‘A liberal revolution that was blown off course’. Is this an adequate description of what happened in France?

“Liberty, equality, fraternity, or death; – the last, much the easiest to bestow, O Guillotine!”1 In its use of the death penalty, the French Revolution was perhaps more liberal than any other. This, however, certainly did not grant man and citizen his or her unalienable rights to “liberty, property, security, and resistance of oppression.”2 How do we explain both the Rights of Man and the Guillotine in the same revolution? The quotation challenges, or avoids, this question, by firstly asserting the “liberal” beginning to the revolution – perhaps this period being the revolution –, but also by, secondly, asserting a point of discontinuity, occurring between 1789 and 1793. This paradigm, in removing the paradox, is certainly tempting. Another, however, contests both points, suggesting firstly that from the start, the revolution was never “liberal”, and, secondly and consequently, that the seeds of the Terror were present from the beginning, and thus they must be taken together. This paradigm, rather than just removing the paradox, attempts to explain and describe it. The first, that of the quotation, then, becomes inaccurate, and moreover, not an “adequate description”, but rather a lack of description altogether. In challenging this quotation, then, I seek to achieve a challenge to the liberalism of the revolution and an explanation and description of its so-called “blowing off course.”

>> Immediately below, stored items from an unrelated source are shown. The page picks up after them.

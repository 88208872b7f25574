use std::net::IpAddr;

/// Internet checksum (RFC 1071): one's complement of the one's complement
/// sum of 16-bit big-endian words, odd trailing byte padded with zero.
///
/// Running it over data that already contains a correct checksum yields 0.
///
/// # Examples
/// ```
/// use pktforge_core::codec::calc_checksum;
///
/// let data = [0x00u8, 0x01, 0xf2, 0x03, 0xf4, 0xf5, 0xf6, 0xf7];
/// assert_eq!(calc_checksum(&data), 0x220d);
/// ```
pub fn calc_checksum(data: &[u8]) -> u16 {
    // A u64 accumulator cannot overflow below 2^48 words.
    let mut sum = data.chunks(2).fold(0u64, |acc, chunk| {
        let word = match chunk {
            [hi, lo] => u16::from_be_bytes([*hi, *lo]),
            [hi] => u16::from_be_bytes([*hi, 0]),
            _ => 0,
        };
        acc + u64::from(word)
    });
    while sum > 0xffff {
        sum = (sum & 0xffff) + (sum >> 16);
    }
    !(sum as u16)
}

/// Pseudo-header prefixed to TCP/UDP data for checksum purposes only.
///
/// IPv4 layout: src(4) dst(4) zero(1) protocol(1) length(2).
/// IPv6 layout: src(16) dst(16) length(4) zero(3) next header(1).
/// Mixed address families, and lengths the length field cannot hold, yield
/// `None`.
pub fn pseudo_header(src: IpAddr, dst: IpAddr, protocol: u8, length: usize) -> Option<Vec<u8>> {
    match (src, dst) {
        (IpAddr::V4(src), IpAddr::V4(dst)) => {
            let length = u16::try_from(length).ok()?;
            let mut out = Vec::with_capacity(12);
            out.extend_from_slice(&src.octets());
            out.extend_from_slice(&dst.octets());
            out.push(0);
            out.push(protocol);
            out.extend_from_slice(&length.to_be_bytes());
            Some(out)
        }
        (IpAddr::V6(src), IpAddr::V6(dst)) => {
            let length = u32::try_from(length).ok()?;
            let mut out = Vec::with_capacity(40);
            out.extend_from_slice(&src.octets());
            out.extend_from_slice(&dst.octets());
            out.extend_from_slice(&length.to_be_bytes());
            out.extend_from_slice(&[0, 0, 0, protocol]);
            Some(out)
        }
        _ => None,
    }
}

/// Largest segment the pseudo-header of this address pair can describe:
/// 16 bits for IPv4, 32 bits for IPv6.
pub fn pseudo_length_bits(src: IpAddr) -> u32 {
    if src.is_ipv4() { 16 } else { 32 }
}

/// Checksum over pseudo-header + segment (header with whatever checksum it
/// carries, followed by payload).
pub fn calc_pseudo_checksum(
    src: IpAddr,
    dst: IpAddr,
    protocol: u8,
    header: &[u8],
    payload: &[u8],
) -> Option<u16> {
    let length = header.len() + payload.len();
    let mut data = pseudo_header(src, dst, protocol, length)?;
    data.extend_from_slice(header);
    data.extend_from_slice(payload);
    Some(calc_checksum(&data))
}

/// CRC-32 (IEEE 802.3 polynomial), the 802.11 frame check sequence.
pub fn calc_crc32(data: &[u8]) -> u32 {
    let mut hasher = crc32fast::Hasher::new();
    hasher.update(data);
    hasher.finalize()
}

#[cfg(test)]
mod tests {
    use super::*;
    use std::net::{Ipv4Addr, Ipv6Addr};

    #[test]
    fn checksum_of_checksummed_data_is_zero() {
        let mut data = vec![0x45u8, 0x00, 0x00, 0x1c, 0x00, 0x00, 0x40, 0x00, 0x40, 0x11];
        data.extend_from_slice(&[0, 0]);
        data.extend_from_slice(&[10, 0, 0, 1, 10, 0, 0, 2]);
        let sum = calc_checksum(&data);
        data[10..12].copy_from_slice(&sum.to_be_bytes());
        assert_eq!(calc_checksum(&data), 0);
    }

    #[test]
    fn odd_length_pads_with_zero() {
        assert_eq!(calc_checksum(&[0x12]), calc_checksum(&[0x12, 0x00]));
    }

    #[test]
    fn pseudo_header_layouts() {
        let v4 = pseudo_header(
            Ipv4Addr::new(1, 2, 3, 4).into(),
            Ipv4Addr::new(5, 6, 7, 8).into(),
            6,
            20,
        )
        .unwrap();
        assert_eq!(v4, [1, 2, 3, 4, 5, 6, 7, 8, 0, 6, 0, 20]);

        let v6 = pseudo_header(Ipv6Addr::LOCALHOST.into(), Ipv6Addr::LOCALHOST.into(), 17, 8)
            .unwrap();
        assert_eq!(v6.len(), 40);
        assert_eq!(&v6[32..], &[0, 0, 0, 8, 0, 0, 0, 17]);

        assert!(
            pseudo_header(Ipv4Addr::LOCALHOST.into(), Ipv6Addr::LOCALHOST.into(), 6, 0).is_none()
        );
    }

    #[test]
    fn large_inputs_fold_carries() {
        // 100_000 words of 0xffff sum to 0xffff after folding.
        assert_eq!(calc_checksum(&vec![0xff; 200_000]), 0);
        assert_eq!(calc_checksum(&vec![0x00; 300_001]), 0xffff);

        let mut data = vec![0xab; 262_144];
        data.extend_from_slice(&[0, 0]);
        let sum = calc_checksum(&data);
        let end = data.len();
        data[end - 2..].copy_from_slice(&sum.to_be_bytes());
        assert_eq!(calc_checksum(&data), 0);
    }

    #[test]
    fn pseudo_header_rejects_lengths_past_the_field() {
        let v4 = Ipv4Addr::LOCALHOST.into();
        assert!(pseudo_header(v4, v4, 6, 0xffff).is_some());
        assert!(pseudo_header(v4, v4, 6, 0x1_0000).is_none());
        let v6 = Ipv6Addr::LOCALHOST.into();
        assert!(pseudo_header(v6, v6, 6, 0x1_0000).is_some());
        assert_eq!(pseudo_length_bits(v4), 16);
        assert_eq!(pseudo_length_bits(v6), 32);
    }

    #[test]
    fn crc32_check_value() {
        assert_eq!(calc_crc32(b"123456789"), 0xcbf4_3926);
    }
}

What exactly was “what happened in France”? Was revolution “blown off course” in 1793, and the period under consideration that until 18-19 brumaire, 1799? Or was it blown off course in 1799? Indeed, had this revolution already blown off course by 1789? The specifier “liberal”, though, points to it being before the beginning of the Terror. I shall interpret the quotation in this way, and it is this that I seek to challenge. Just when did this “liberal revolution” end its liberalism?

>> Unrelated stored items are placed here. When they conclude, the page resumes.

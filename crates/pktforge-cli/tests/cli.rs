use assert_cmd::Command;
use predicates::prelude::PredicateBooleanExt;
use predicates::str::contains;
use serde_json::Value;
use tempfile::TempDir;

/// IPv4 / UDP 12345 -> 53 / DNS query for "a." with RD set.
const DNS_QUERY_HEX: &str = "4500002f00010000401100000a0000010a000002\
                             30390035001b0000\
                             12340100000100000000000001610000010001";

fn cmd() -> Command {
    Command::new(assert_cmd::cargo::cargo_bin!("pktforge"))
}

fn dns_query_bytes() -> Vec<u8> {
    let digits: String = DNS_QUERY_HEX.split_whitespace().collect();
    (0..digits.len())
        .step_by(2)
        .map(|i| u8::from_str_radix(&digits[i..i + 2], 16).expect("hex"))
        .collect()
}

#[test]
fn help_lists_decode() {
    cmd()
        .arg("--help")
        .assert()
        .success()
        .stdout(contains("decode"));
    cmd().arg("decode").arg("--help").assert().success();
}

#[test]
fn hex_input_renders_every_layer() {
    cmd()
        .arg("decode")
        .arg("--hex")
        .arg(DNS_QUERY_HEX)
        .assert()
        .success()
        .stdout(
            contains("[IPv4 Header")
                .and(contains("[UDP Header"))
                .and(contains("[DNS Header")),
        );
}

#[test]
fn json_output_is_a_layer_tree() {
    let assert = cmd()
        .arg("decode")
        .arg("--hex")
        .arg(DNS_QUERY_HEX)
        .arg("--json")
        .assert()
        .success();
    let stdout = String::from_utf8(assert.get_output().stdout.clone()).expect("utf8 stdout");
    let value: Value = serde_json::from_str(&stdout).expect("valid json");
    assert_eq!(value["protocol"], "IPv4");
    assert_eq!(value["payload"]["protocol"], "UDP");
    assert_eq!(value["payload"]["payload"]["protocol"], "DNS");
}

#[test]
fn file_input_and_protocol_flag() {
    let temp = TempDir::new().expect("tempdir");
    let input = temp.path().join("udp.bin");
    std::fs::write(&input, &dns_query_bytes()[20..]).expect("write input");

    cmd()
        .arg("decode")
        .arg(&input)
        .arg("--protocol")
        .arg("udp")
        .arg("--json")
        .arg("--pretty")
        .assert()
        .success()
        .stdout(contains("\"protocol\": \"UDP\""));
}

#[test]
fn glob_matching_several_files_is_rejected() {
    let temp = TempDir::new().expect("tempdir");
    for name in ["a.bin", "b.bin"] {
        std::fs::write(temp.path().join(name), [0u8; 4]).expect("write input");
    }
    let pattern = temp.path().join("*.bin");

    cmd()
        .arg("decode")
        .arg(pattern)
        .assert()
        .failure()
        .code(2)
        .stderr(contains("multiple files match").and(contains("hint:")));
}

#[test]
fn missing_input_shows_error_and_hint() {
    let temp = TempDir::new().expect("tempdir");
    let missing = temp.path().join("missing.bin");

    cmd()
        .arg("decode")
        .arg(missing)
        .assert()
        .failure()
        .code(2)
        .stderr(contains("error:").and(contains("hint:")));
}

#[test]
fn bad_hex_is_rejected() {
    cmd()
        .arg("decode")
        .arg("--hex")
        .arg("45z0")
        .assert()
        .failure()
        .stderr(contains("invalid hex byte"));
    cmd()
        .arg("decode")
        .arg("--hex")
        .arg("450")
        .assert()
        .failure()
        .stderr(contains("odd number of hex digits"));
}

#[test]
fn truncated_packet_reports_decode_error() {
    cmd()
        .arg("decode")
        .arg("--hex")
        .arg("4500")
        .assert()
        .failure()
        .code(2)
        .stderr(contains("decode failed").and(contains("--protocol")));
}

#[test]
fn pretty_requires_json() {
    cmd()
        .arg("decode")
        .arg("--hex")
        .arg(DNS_QUERY_HEX)
        .arg("--pretty")
        .assert()
        .failure();
}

This was never, in fact, a truly “liberal revolution” in the first place. The assertion of the term “liberal revolution” can be attacked on two fronts: a dismissal of the liberal intentions and the achievements of the revolution; and an assertion of the substantial excesses of the revolution. This second front is in two stages: the claim that “violent” is a more fundamental specifier of the “revolution” than “liberal”; and the dismissal of the justifiability of this violence as a consequence of, or sideline to, supposed liberalism. This latter front relies, however, on an explanation of the Terror as a consequence of the events of 1789, an explanation that is best served after a description, and dismissal, of the “liberal” revolution.

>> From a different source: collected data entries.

//! IEEE 802.11 management frames and their information elements.
//!
//! Frames enter through `decode_frame`, which reads the frame control field
//! and dispatches `type << 4 | subtype` through the `Dot11FrameType`
//! registry kind. Management subtypes are decoded here; control and data
//! frames stay opaque unless a decoder is registered for them.

pub mod builder;
pub mod element;
pub mod layout;
pub mod mac;
pub mod packet;

pub use builder::Dot11ManagementBuilder;
pub use element::{
    Dot11ChannelRange, Dot11ExtendedCapabilities, Dot11HtCapabilities, Dot11HtOperation,
    Dot11InformationElement, decode_element, is_basic_rate, rate_mbps,
};
pub use mac::{Dot11CapabilityInformation, MacAddress};
pub use packet::{
    Dot11BeaconFixedFields, Dot11ManagementBody, Dot11ManagementHeader, Dot11ManagementPacket,
};

use crate::codec::{
    CodecError, Packet, PayloadKind, ProtocolRegistry, RawView, UnknownPacket, get_bits,
};
use crate::protocols::numbers::Dot11FrameType;

fn frame_kind(view: &RawView<'_>) -> Result<Dot11FrameType, CodecError> {
    let control = view.read_u8(layout::FRAME_CONTROL_OFFSET)?;
    let frame_type = get_bits(control, layout::TYPE_MASK, layout::TYPE_SHIFT);
    let subtype = get_bits(control, layout::SUBTYPE_MASK, layout::SUBTYPE_SHIFT);
    Ok(Dot11FrameType(frame_type << 4 | subtype))
}

/// Decode an 802.11 frame without FCS, the `IEEE802_11` link type.
pub fn decode_frame(
    registry: &ProtocolRegistry,
    data: &[u8],
    offset: usize,
    length: usize,
) -> Result<Box<dyn Packet>, CodecError> {
    let view = RawView::new("IEEE 802.11", data, offset, length)?;
    let kind = frame_kind(&view)?;
    let decoder = registry.get(PayloadKind::Dot11FrameType, u32::from(kind.value()));
    decoder(registry, data, offset, length)
}

/// Decode an 802.11 frame whose last four octets are the FCS, as Radiotap
/// announces with its Flags field.
pub fn decode_frame_with_fcs(
    registry: &ProtocolRegistry,
    data: &[u8],
    offset: usize,
    length: usize,
) -> Result<Box<dyn Packet>, CodecError> {
    let view = RawView::new("IEEE 802.11", data, offset, length)?;
    let kind = frame_kind(&view)?;
    if kind.value() >> 4 == layout::MANAGEMENT_TYPE {
        Dot11ManagementPacket::decode_with_fcs(registry, data, offset, length)
    } else {
        UnknownPacket::decode(registry, data, offset, length)
    }
}

#[cfg(test)]
mod tests {
    use super::*;
    use crate::codec::calc_crc32;
    use crate::protocols::dot11::packet::tests::BEACON;

    #[test]
    fn frames_dispatch_on_frame_type() {
        let registry = ProtocolRegistry::global();
        let packet = decode_frame(registry, &BEACON, 0, BEACON.len()).unwrap();
        assert_eq!(packet.protocol(), "IEEE 802.11 Management");

        let ack = [0xd4, 0x00, 0x00, 0x00, 0x02, 0x00, 0x00, 0x00, 0x00, 0x01];
        let packet = decode_frame(registry, &ack, 0, ack.len()).unwrap();
        assert_eq!(packet.protocol(), "Unknown");
        assert_eq!(packet.raw_data(), ack);
    }

    #[test]
    fn fcs_entry_point_splits_trailer() {
        let mut bytes = BEACON.to_vec();
        bytes.extend_from_slice(&calc_crc32(&BEACON).to_le_bytes());
        let packet = decode_frame_with_fcs(ProtocolRegistry::global(), &bytes, 0, bytes.len())
            .unwrap();
        assert_eq!(packet.protocol(), "IEEE 802.11 Management");
        assert_eq!(packet.length(), bytes.len());
        assert_eq!(packet.header_json()["fcs"], calc_crc32(&BEACON));
    }
}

A “liberal” revolution – what is that? Alan Grimes attempts a definition of “liberalism” appropriate today: “a system of ideas that aims at the realization of the pluralistic society […] in politics, economics, religion, and our cultural life”; “[favouring] the widest possible degree of self determination” and “increasing [man’s] area of choice”. In being “motivated by a sense of compassion for mankind”, and in being “antiauthoritarian and [arising] as a protest of those out of power”, it “seeks to support the weak and curb the strong”.3

The liberalism of today is not exactly the same as the “liberalism” of the eighteenth century. Indeed, “the term ‘liberalism’ was not invented until Napoleon’s power was in decline.”4 Fundamental principles held by liberalism today were not then present. In political life, even in 1789, only property owners were believed to have the right to representation. Even in the election of 1792, servants and the unemployed were excluded from the vote. Equality of the sexes was not accepted even by many revolutionaries; women were regarded as – and were – the backbone of religious resistance. Equality of race was disagreed upon, and the abolition of slavery was largely legitimization – and only in 1794 – of the Haitian uprising.”5

Furthermore, the actual achievements of any liberalism are in question. Firstly, the ancien régime is often unfairly characterised as the antithesis of the revolution’s ideas. Many of the changes made de jure by these supposed revolutionaries had already happened. “The abolition of feudalism was more in the way of a legal than a social change and merely completed the evolution from lords to landlords that had been well under way in the old regime.”6 “Louis XVI […] had always been genuinely committed to reform.”7  Secondly, its achievements’ practical affects were illiberal: “the end of the seigneurial regime and the abolition of the guilds” meant that artisans were “even more nakedly exposed to […] economic inequities”8, and “the rural poor gained very little at all from the Revolution.”9 Worse, “it was exactly those sections of the population who had been gaining economically under the old regime that profited most from the sale of noble and church lands.”10 On a slightly longer time frame, “no sooner had this hypothetically free person”, the citizen, “been invented than his liberties were circumscribed by the police power of the state.”11

The revolution, indeed, does have clear elements of liberalism. The Declaration of the Rights of Man and of Citizens – ignoring the calls of those that it did not go far enough, such as the Droits de la Femme et du Citoyen12 –, already quoted, stands still today as a fundamental expression of core liberal beliefs. Many of the above examples, despite their shortcomings, can also stand on their own as examples of liberalism.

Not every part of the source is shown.